What the researchers found was that people with low creativity measures scored lowest on the story evaluations, supporting the validity of this approach, and they benefited the most when they were given the opportunity to use the story ideas generated (and, notably, the majority did so across the entire experiment).
Stories freshly written by people with low creativity scores were consistently rated lower than others in terms of writing quality, enjoyability, and originality. When given one AI-generated idea, they scored higher on all metrics. When given five options, they scored even higher.
For people who struggle with the creative aspects of writing (at least within this context and definition), the AI helper seems to really improve the quality of their work. This will resonate with a lot of people who aren't great at writing. And having a language model say, “Hey, try this,” is just the prompt you need to finish a paragraph or start a new chapter.
Image credit: Hauser, Joshi
But what about those who scored highly on the creativity metrics? Did their writing reach new heights? Sadly, no. In fact, those participants saw little to no benefit, or even (by a very close, and probably not significant) a drop in their ratings. Creatively, it seems that the best work came when there was no AI help whatsoever.
One can imagine any number of reasons why this happens, but the numbers suggest that in this situation, AI has had zero or only a negative impact on naturally creative writers.
Flattened
But that's not what worried the researchers.

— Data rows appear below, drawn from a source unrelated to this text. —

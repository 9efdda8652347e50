use chrono::{DateTime, Utc};
use serde::{Deserialize, Serialize};
use std::collections::BTreeMap;
use std::fmt;

/// The nine gates of the filter chain, in execution order.
#[derive(
    Debug, Clone, Copy, PartialEq, Eq, Hash, PartialOrd, Ord, Serialize, Deserialize,
)]
#[serde(rename_all = "snake_case")]
pub enum FilterStage {
    DataQuality,
    MarketConditions,
    SupportResistanceExistence,
    DistanceStrength,
    MlConfidence,
    Volatility,
    LeverageFeasibility,
    RiskReward,
    StrategySpecific,
}

impl FilterStage {
    pub fn all() -> [FilterStage; 9] {
        [
            FilterStage::DataQuality,
            FilterStage::MarketConditions,
            FilterStage::SupportResistanceExistence,
            FilterStage::DistanceStrength,
            FilterStage::MlConfidence,
            FilterStage::Volatility,
            FilterStage::LeverageFeasibility,
            FilterStage::RiskReward,
            FilterStage::StrategySpecific,
        ]
    }

    /// 1-based position in the chain.
    pub fn ordinal(&self) -> usize {
        Self::all().iter().position(|s| s == self).map(|i| i + 1).unwrap_or(0)
    }

    pub fn label(&self) -> &'static str {
        match self {
            FilterStage::DataQuality => "data_quality",
            FilterStage::MarketConditions => "market_conditions",
            FilterStage::SupportResistanceExistence => "support_resistance_existence",
            FilterStage::DistanceStrength => "distance_strength",
            FilterStage::MlConfidence => "ml_confidence",
            FilterStage::Volatility => "volatility",
            FilterStage::LeverageFeasibility => "leverage_feasibility",
            FilterStage::RiskReward => "risk_reward",
            FilterStage::StrategySpecific => "strategy_specific",
        }
    }
}

impl fmt::Display for FilterStage {
    fn fmt(&self, f: &mut fmt::Formatter<'_>) -> fmt::Result {
        write!(f, "{}", self.label())
    }
}

/// Verdict of one gate at one evaluation timepoint.
#[derive(Debug, Clone, PartialEq)]
pub enum GateDecision {
    Pass,
    Reject {
        reason: String,
        metrics: serde_json::Value,
    },
}

impl GateDecision {
    pub fn reject(reason: impl Into<String>) -> Self {
        GateDecision::Reject {
            reason: reason.into(),
            metrics: serde_json::Value::Null,
        }
    }

    pub fn reject_with(reason: impl Into<String>, metrics: serde_json::Value) -> Self {
        GateDecision::Reject {
            reason: reason.into(),
            metrics,
        }
    }

    pub fn is_pass(&self) -> bool {
        matches!(self, GateDecision::Pass)
    }
}

/// The six steps of the leverage decision path, in execution order.
#[derive(
    Debug, Clone, Copy, PartialEq, Eq, Hash, PartialOrd, Ord, Serialize, Deserialize,
)]
#[serde(rename_all = "snake_case")]
pub enum DecisionStage {
    DataSlice,
    SupportResistance,
    MlPrediction,
    BtcCorrelation,
    MarketContext,
    LeverageDecision,
}

impl DecisionStage {
    pub fn label(&self) -> &'static str {
        match self {
            DecisionStage::DataSlice => "data_slice",
            DecisionStage::SupportResistance => "support_resistance",
            DecisionStage::MlPrediction => "ml_prediction",
            DecisionStage::BtcCorrelation => "btc_correlation",
            DecisionStage::MarketContext => "market_context",
            DecisionStage::LeverageDecision => "leverage_decision",
        }
    }
}

impl fmt::Display for DecisionStage {
    fn fmt(&self, f: &mut fmt::Formatter<'_>) -> fmt::Result {
        write!(f, "{}", self.label())
    }
}

/// Classified reasons a decision step may short-circuit.
#[derive(
    Debug, Clone, Copy, PartialEq, Eq, Hash, PartialOrd, Ord, Serialize, Deserialize,
)]
#[serde(rename_all = "snake_case")]
pub enum EarlyExitReason {
    InsufficientData,
    NoSupportResistance,
    MlPredictionFailed,
    BtcDataInsufficient,
    MarketContextFailed,
    LeverageConditionsNotMet,
    PriceConsistency,
}

impl EarlyExitReason {
    pub fn label(&self) -> &'static str {
        match self {
            EarlyExitReason::InsufficientData => "insufficient_data",
            EarlyExitReason::NoSupportResistance => "no_support_resistance",
            EarlyExitReason::MlPredictionFailed => "ml_prediction_failed",
            EarlyExitReason::BtcDataInsufficient => "btc_data_insufficient",
            EarlyExitReason::MarketContextFailed => "market_context_failed",
            EarlyExitReason::LeverageConditionsNotMet => "leverage_conditions_not_met",
            EarlyExitReason::PriceConsistency => "price_consistency",
        }
    }

    /// Actionable hint shown in task summaries.
    pub fn suggestion(&self) -> &'static str {
        match self {
            EarlyExitReason::InsufficientData => {
                "try a longer analysis window or a lower timeframe"
            }
            EarlyExitReason::NoSupportResistance => {
                "try a longer analysis window or a higher timeframe"
            }
            EarlyExitReason::MlPredictionFailed => {
                "no trained model is available for this instrument/timeframe"
            }
            EarlyExitReason::BtcDataInsufficient => {
                "the BTC reference series has gaps in this window"
            }
            EarlyExitReason::MarketContextFailed => {
                "trend or volatility could not be resolved at this timepoint"
            }
            EarlyExitReason::LeverageConditionsNotMet => {
                "computed leverage or confidence fell below the entry thresholds"
            }
            EarlyExitReason::PriceConsistency => {
                "entry price drifted more than 5% from the reference price"
            }
        }
    }
}

impl fmt::Display for EarlyExitReason {
    fn fmt(&self, f: &mut fmt::Formatter<'_>) -> fmt::Result {
        write!(f, "{}", self.label())
    }
}

/// Timing and size record of one decision step.
#[derive(Debug, Clone, PartialEq, Serialize, Deserialize)]
pub struct StageResult {
    pub stage: DecisionStage,
    pub success: bool,
    pub execution_time_ms: u64,
    #[serde(skip_serializing_if = "Option::is_none")]
    pub data_processed: Option<usize>,
    #[serde(skip_serializing_if = "Option::is_none")]
    pub items_found: Option<usize>,
    #[serde(skip_serializing_if = "Option::is_none")]
    pub error_message: Option<String>,
}

/// The trade recommendation produced when all six decision steps succeed.
#[derive(Debug, Clone, PartialEq, Serialize, Deserialize)]
pub struct Recommendation {
    pub entry_price: f64,
    pub leverage: f64,
    pub confidence: f64,
    pub stop_loss: f64,
    pub take_profit: f64,
    pub risk_reward: f64,
}

impl Recommendation {
    /// Hard invariant for every emitted signal: stop < entry < take.
    pub fn is_ordered(&self) -> bool {
        self.stop_loss < self.entry_price && self.entry_price < self.take_profit
    }
}

/// A fully-formed trade signal at one evaluation timepoint.
#[derive(Debug, Clone, PartialEq, Serialize, Deserialize)]
pub struct Signal {
    pub timestamp: DateTime<Utc>,
    pub strategy_tag: String,
    #[serde(flatten)]
    pub recommendation: Recommendation,
    pub stage_results: Vec<StageResult>,
}

/// The three outcome kinds of one evaluation. Exactly one is recorded per
/// evaluation timepoint that reaches the decision path; gate rejections are
/// tallied separately in the filter histogram.
#[derive(Debug, Clone, PartialEq, Serialize, Deserialize)]
#[serde(tag = "outcome", rename_all = "snake_case")]
pub enum EvaluationOutcome {
    Signal(Signal),
    /// The full chain ran and the decision step declined. A valid, final,
    /// observable outcome; never reported as a failure.
    NoSignal {
        timestamp: DateTime<Utc>,
        stage_results: Vec<StageResult>,
    },
    EarlyExit {
        timestamp: DateTime<Utc>,
        stage: DecisionStage,
        reason: EarlyExitReason,
        #[serde(default, skip_serializing_if = "serde_json::Value::is_null")]
        metrics: serde_json::Value,
    },
}

/// One closed trade after post-hoc exit simulation.
#[derive(Debug, Clone, PartialEq, Serialize, Deserialize)]
pub struct TradeRecord {
    pub signal: Signal,
    pub exit_price: f64,
    pub exit_timestamp: Option<DateTime<Utc>>,
    /// Unleveraged move from entry to exit.
    pub pnl_pct: f64,
    /// `pnl_pct` scaled by the recommended leverage.
    pub leveraged_return_pct: f64,
    pub is_win: bool,
}

/// Persisted per-task summary metrics. Metric fields are `None` when the
/// task emitted no trades (a valid outcome, not a failure).
#[derive(Debug, Clone, Default, PartialEq, Serialize, Deserialize)]
pub struct AnalysisAggregates {
    pub total_trades: u64,
    pub win_rate: Option<f64>,
    pub sharpe_ratio: Option<f64>,
    pub max_drawdown: Option<f64>,
    pub avg_leverage: Option<f64>,
}

/// Running per-task accounting. The invariant
/// `gate rejections + signals + no-signals + early exits = evaluations run`
/// is checked by `is_balanced`.
#[derive(Debug, Clone, Default, Serialize, Deserialize)]
pub struct TaskStats {
    pub total_candidates: usize,
    pub evaluations_run: usize,
    pub gate_rejections: BTreeMap<FilterStage, u64>,
    pub signals: u64,
    pub no_signals: u64,
    /// Keyed `"<stage>:<reason>"` for JSON friendliness.
    pub early_exits: BTreeMap<String, u64>,
}

impl TaskStats {
    pub fn record_gate_rejection(&mut self, stage: FilterStage) {
        *self.gate_rejections.entry(stage).or_insert(0) += 1;
    }

    pub fn record_early_exit(&mut self, stage: DecisionStage, reason: EarlyExitReason) {
        let key = format!("{}:{}", stage, reason);
        *self.early_exits.entry(key).or_insert(0) += 1;
    }

    pub fn total_gate_rejections(&self) -> u64 {
        self.gate_rejections.values().sum()
    }

    pub fn total_early_exits(&self) -> u64 {
        self.early_exits.values().sum()
    }

    /// Fraction of candidate timepoints that became trades.
    pub fn filtering_efficiency(&self) -> f64 {
        if self.total_candidates == 0 {
            0.0
        } else {
            self.signals as f64 / self.total_candidates as f64
        }
    }

    pub fn is_balanced(&self) -> bool {
        self.total_gate_rejections() + self.signals + self.no_signals + self.total_early_exits()
            == self.evaluations_run as u64
    }
}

In addition to participants' subjective ratings of the stories, the researchers also conducted their own analysis: They used OpenAI's embedding API to rate how similar each story was to other stories in its category (i.e., human only, one AI option, or five AI options).
The researchers found that by using generative AI, the resulting stories were closer to the average for their category; in other words, they were more similar and less diverse as a group. The overall difference was in the 9% to 10% range, so the stories weren't all clones of each other. And, who knows, the similarities could be the result of less experienced writers completing suggested stories, while more creative writers invented stories from scratch.
Nevertheless, the findings are sufficient to warrant a warning in the conclusion, and since I was unable to summarize it, I quote it in full.
These results indicate an increase in individual creativity, but at the risk of a loss of collective novelty. An interesting question is whether, in general equilibrium, AI-enhanced and inspired stories can generate enough variation in the artifacts they produce. Specifically, if the publishing (and self-publishing) industry adopts more generative AI-inspired stories, our findings suggest that the stories produced will collectively become less unique and more similar to each other. This downward spiral shows parallels with the emerging social dilemma: if individual writers learn that their generative AI-inspired works are assessed as more creative, they will have an incentive to use generative AI more in the future, but doing so may further reduce the collective novelty of their stories. In other words, our results suggest that despite the enhancing effect generative AI has had on individual creativity, there may be caveats to be observed if generative AI is widely adopted for creative tasks.
This reflects concerns in visual arts and web content that AI can beget more AI, leading to a self-perpetuating cycle of boredom if all it trains is itself. As generative AI begins to permeate all media, research like this acts as a counterweight to claims of limitless creativity and a new age of AI-generated movies and songs.
Hauser and Doshi acknowledge that their research is still in its infancy: the field is fairly new, and all studies, including theirs, have limitations.
“There are many avenues we expect future research to take. For example, implementations of generative AI in the 'wild' will be quite different from controlled environments,” Hauser wrote. “Ideally, our research will help guide both the technology and the way we interact with it to ensure continued diversity of creative ideas, whether in writing, art, or music.”